Within the records below, how many lines hold the word "found"? Only the number should be returned.

• **Records**:
»»

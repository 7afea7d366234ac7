//! fleetnet - network emulation core
//!
//! Describes networks of process hosts, container hosts and switches joined
//! by point-to-point links, realizes them with Linux network namespaces,
//! veth pairs and bridges, and probes their connectivity.
//!
//! The usual flow:
//! 1. Build a [`topology::Topology`] (directly or from a [`manifest`])
//! 2. Hand it to a [`runtime::NetworkRuntime`] and `start()` it
//! 3. Probe with a [`probe::ConnectivityProber`]
//! 4. Tear down with [`lifecycle::LifecycleManager::cleanup`]

pub mod address;
pub mod container;
pub mod error;
pub mod fabric;
pub mod lifecycle;
pub mod manifest;
pub mod probe;
pub mod runtime;
pub mod sys;
pub mod topology;

#[cfg(test)]
mod testing;

pub use error::{Error, Result};
//! Host detection and prerequisite checks
//!
//! Everything fleetnet does to the kernel needs root, iproute2 and a kernel
//! recent enough to move veth ends into a process's network namespace.
//! These checks run before the first mutation so a missing piece fails
//! fast instead of halfway through a start.

use crate::error::{Error, Result};
use nix::sys::utsname::uname;
use nix::unistd::geteuid;
use std::env;
use std::fmt;
use std::path::{Path, PathBuf};

/// Oldest kernel with `setns(2)` on network namespaces
const MIN_KERNEL: (u32, u32) = (3, 0);

/// Tools every run needs
pub const BASE_TOOLS: &[&str] = &["ip", "nsenter", "ping"];

/// Tool needed when the topology has container hosts
pub const CONTAINER_TOOL: &str = "docker";

/// Linux kernel version information
#[derive(Debug, Clone, PartialEq, Eq)]
pub struct KernelVersion {
    pub major: u32,
    pub minor: u32,
    pub patch: u32,
    /// Everything after the numeric part (e.g. "-fc-v139")
    pub suffix: String,
}

impl KernelVersion {
    /// Detect the running kernel version via `uname(2)`
    pub fn detect() -> Result<Self> {
        let info = uname().map_err(|e| Error::CommandFailed {
            command: "uname(2) syscall".to_string(),
            message: e.to_string(),
        })?;
        Self::parse(&info.release().to_string_lossy())
    }

    /// Parse a release string such as "6.8.0-45-generic"
    fn parse(s: &str) -> Result<Self> {
        let numeric_end = s
            .find(|c: char| !(c.is_ascii_digit() || c == '.'))
            .unwrap_or(s.len());
        let (numbers, suffix) = s.split_at(numeric_end);

        let mut parts = numbers.split('.').filter(|p| !p.is_empty());
        let mut next = |what: &str| -> Result<Option<u32>> {
            parts
                .next()
                .map(|p| {
                    p.parse::<u32>().map_err(|_| Error::CommandFailed {
                        command: "uname(2) syscall".to_string(),
                        message: format!("invalid {} version in '{}'", what, s),
                    })
                })
                .transpose()
        };

        let major = next("major")?.ok_or_else(|| Error::CommandFailed {
            command: "uname(2) syscall".to_string(),
            message: format!("invalid kernel release '{}'", s),
        })?;
        let minor = next("minor")?.unwrap_or(0);
        let patch = next("patch")?.unwrap_or(0);

        Ok(KernelVersion {
            major,
            minor,
            patch,
            suffix: suffix.to_string(),
        })
    }

    /// Whether veth ends can be moved into a pid's network namespace
    pub fn supports_netns(&self) -> bool {
        (self.major, self.minor) >= MIN_KERNEL
    }
}

impl fmt::Display for KernelVersion {
    fn fmt(&self, f: &mut fmt::Formatter<'_>) -> fmt::Result {
        write!(f, "{}.{}.{}{}", self.major, self.minor, self.patch, self.suffix)
    }
}

/// Whether the process runs with an effective UID of 0
pub fn is_root() -> bool {
    geteuid().is_root()
}

/// Find an executable on `PATH`
pub fn find_tool(name: &str) -> Option<PathBuf> {
    let path = env::var_os("PATH")?;
    env::split_paths(&path)
        .map(|dir| dir.join(name))
        .find(|candidate| is_executable(candidate))
}

fn is_executable(path: &Path) -> bool {
    use std::os::unix::fs::PermissionsExt;
    path.metadata()
        .map(|m| m.is_file() && m.permissions().mode() & 0o111 != 0)
        .unwrap_or(false)
}

/// Fail unless the host can run a topology.
///
/// With `use_sudo` the root check is skipped and `sudo` must be present
/// instead.
pub fn check_prerequisites(needs_containers: bool, use_sudo: bool) -> Result<KernelVersion> {
    if use_sudo {
        if find_tool("sudo").is_none() {
            return Err(Error::ConfigValidation("sudo requested but not found on PATH".into()));
        }
    } else if !is_root() {
        return Err(Error::ConfigValidation(
            "fleetnet must run as root (or with --sudo)".into(),
        ));
    }

    let kernel = KernelVersion::detect()?;
    if !kernel.supports_netns() {
        return Err(Error::ConfigValidation(format!(
            "kernel {} is too old for network namespaces",
            kernel
        )));
    }

    let mut tools: Vec<&str> = BASE_TOOLS.to_vec();
    if needs_containers {
        tools.push(CONTAINER_TOOL);
    }
    let missing: Vec<&str> = tools.into_iter().filter(|t| find_tool(t).is_none()).collect();
    if !missing.is_empty() {
        return Err(Error::ConfigValidation(format!(
            "required tools not found on PATH: {}",
            missing.join(", ")
        )));
    }

    Ok(kernel)
}

#[cfg(test)]
mod tests {
    use super::*;

    #[test]
    fn test_parse_distro_kernel() {
        let ver = KernelVersion::parse("6.8.0-45-generic").unwrap();
        assert_eq!((ver.major, ver.minor, ver.patch), (6, 8, 0));
        assert_eq!(ver.suffix, "-45-generic");
    }

    #[test]
    fn test_parse_short_release() {
        let ver = KernelVersion::parse("6.18").unwrap();
        assert_eq!((ver.major, ver.minor, ver.patch), (6, 18, 0));
        assert!(ver.suffix.is_empty());
    }

    #[test]
    fn test_parse_invalid() {
        assert!(KernelVersion::parse("").is_err());
        assert!(KernelVersion::parse("linux").is_err());
    }

    #[test]
    fn test_netns_support() {
        assert!(KernelVersion::parse("6.18.44-fc-v139").unwrap().supports_netns());
        assert!(KernelVersion::parse("3.0.1").unwrap().supports_netns());
        assert!(!KernelVersion::parse("2.6.32-754.el6").unwrap().supports_netns());
    }

    #[test]
    fn test_display() {
        assert_eq!(
            KernelVersion::parse("6.8.0-45-generic").unwrap().to_string(),
            "6.8.0-45-generic"
        );
    }

    #[test]
    fn test_detect_running_kernel() {
        let ver = KernelVersion::detect().unwrap();
        assert!(ver.major >= 2);
    }

    #[test]
    fn test_find_tool() {
        assert!(find_tool("sh").is_some());
        assert!(find_tool("definitely-not-a-real-tool-name").is_none());
    }
}
//! Node, interface and handle types

use ipnet::IpNet;
use std::fmt;
use std::net::IpAddr;

use super::link::LinkId;

/// Maximum node name length (leaves room for "-eth999" inside IFNAMSIZ)
pub const MAX_NODE_NAME: usize = 8;

/// Stable handle to a node, valid for the topology that issued it
#[derive(Debug, Clone, Copy, PartialEq, Eq, Hash, PartialOrd, Ord)]
pub struct NodeHandle(pub(crate) usize);

impl NodeHandle {
    /// Position of the node in creation order
    pub fn index(&self) -> usize {
        self.0
    }
}

/// What backs a node at runtime
#[derive(Debug, Clone, PartialEq, Eq)]
pub enum NodeKind {
    /// Process-backed host living in its own network namespace
    ProcessHost,
    /// Bridge living in its own network namespace
    Switch,
    /// Host whose network stack belongs to a runtime-managed container
    ContainerHost {
        /// Image the container is launched from
        image: String,
    },
}

impl NodeKind {
    /// Whether the node terminates traffic (and therefore takes addresses)
    pub fn is_host(&self) -> bool {
        !matches!(self, NodeKind::Switch)
    }

    /// Whether the node is backed by a container
    pub fn is_container(&self) -> bool {
        matches!(self, NodeKind::ContainerHost { .. })
    }

    /// Short label for display
    pub fn label(&self) -> &'static str {
        match self {
            NodeKind::ProcessHost => "host",
            NodeKind::Switch => "switch",
            NodeKind::ContainerHost { .. } => "container",
        }
    }
}

impl fmt::Display for NodeKind {
    fn fmt(&self, f: &mut fmt::Formatter<'_>) -> fmt::Result {
        match self {
            NodeKind::ContainerHost { image } => write!(f, "container({})", image),
            other => write!(f, "{}", other.label()),
        }
    }
}

/// Where an interface address came from
#[derive(Debug, Clone, Copy, PartialEq, Eq)]
pub enum AddressOrigin {
    /// Drawn from the allocator's base network
    Allocated,
    /// Explicit `ip` override on the link endpoint
    Override,
    /// Address declared on the node at creation
    Declared,
}

/// A named attachment point on a node
#[derive(Debug, Clone)]
pub struct Interface {
    /// Interface name, unique within the node (e.g. "d1-eth0")
    pub name: String,
    /// Assigned address, if any (switch ports carry none)
    pub address: Option<IpNet>,
    /// Origin of the address
    pub origin: Option<AddressOrigin>,
    /// The link this interface belongs to
    pub link: LinkId,
}

/// A node in the topology
#[derive(Debug, Clone)]
pub struct Node {
    /// Unique name
    pub name: String,
    /// Node kind (carries kind-specific metadata)
    pub kind: NodeKind,
    /// Interfaces in creation order
    pub interfaces: Vec<Interface>,
    /// Address declared at creation
    pub declared: Option<IpNet>,
    /// Whether the declared address is currently bound to an interface
    pub(crate) declared_in_use: bool,
    /// Next interface index (never decreases)
    pub(crate) next_intf: u32,
}

impl Node {
    pub(crate) fn new(name: &str, kind: NodeKind, declared: Option<IpNet>) -> Self {
        Self {
            name: name.to_string(),
            kind,
            interfaces: Vec::new(),
            declared,
            declared_in_use: false,
            next_intf: 0,
        }
    }

    /// The address of the first addressed interface
    pub fn default_address(&self) -> Option<IpAddr> {
        self.interfaces
            .iter()
            .find_map(|i| i.address.map(|a| a.addr()))
    }

    /// Look up an interface by name
    pub fn interface(&self, name: &str) -> Option<&Interface> {
        self.interfaces.iter().find(|i| i.name == name)
    }

    /// Whether any interface holds `addr`
    pub fn owns_address(&self, addr: &IpAddr) -> bool {
        self.interfaces
            .iter()
            .any(|i| i.address.is_some_and(|a| a.addr() == *addr))
    }

    /// Name the next interface would get
    pub(crate) fn next_interface_name(&self) -> String {
        format!("{}-eth{}", self.name, self.next_intf)
    }

    /// Pick the interface the kernel would route `dst` out of.
    ///
    /// Longest prefix wins; the earliest interface wins ties.
    pub fn route_to(&self, dst: &IpAddr) -> Option<&Interface> {
        let mut best: Option<&Interface> = None;
        for intf in &self.interfaces {
            let Some(net) = intf.address else { continue };
            if !net.contains(dst) {
                continue;
            }
            let better = match best.and_then(|b| b.address) {
                Some(current) => net.prefix_len() > current.prefix_len(),
                None => true,
            };
            if better {
                best = Some(intf);
            }
        }
        best
    }
}

/// Validate a node name for use in namespace and interface names
pub(crate) fn valid_node_name(name: &str) -> bool {
    !name.is_empty()
        && name.len() <= MAX_NODE_NAME
        && name.chars().all(|c| c.is_ascii_alphanumeric() || c == '_')
}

««

• **Solution to this task**: 2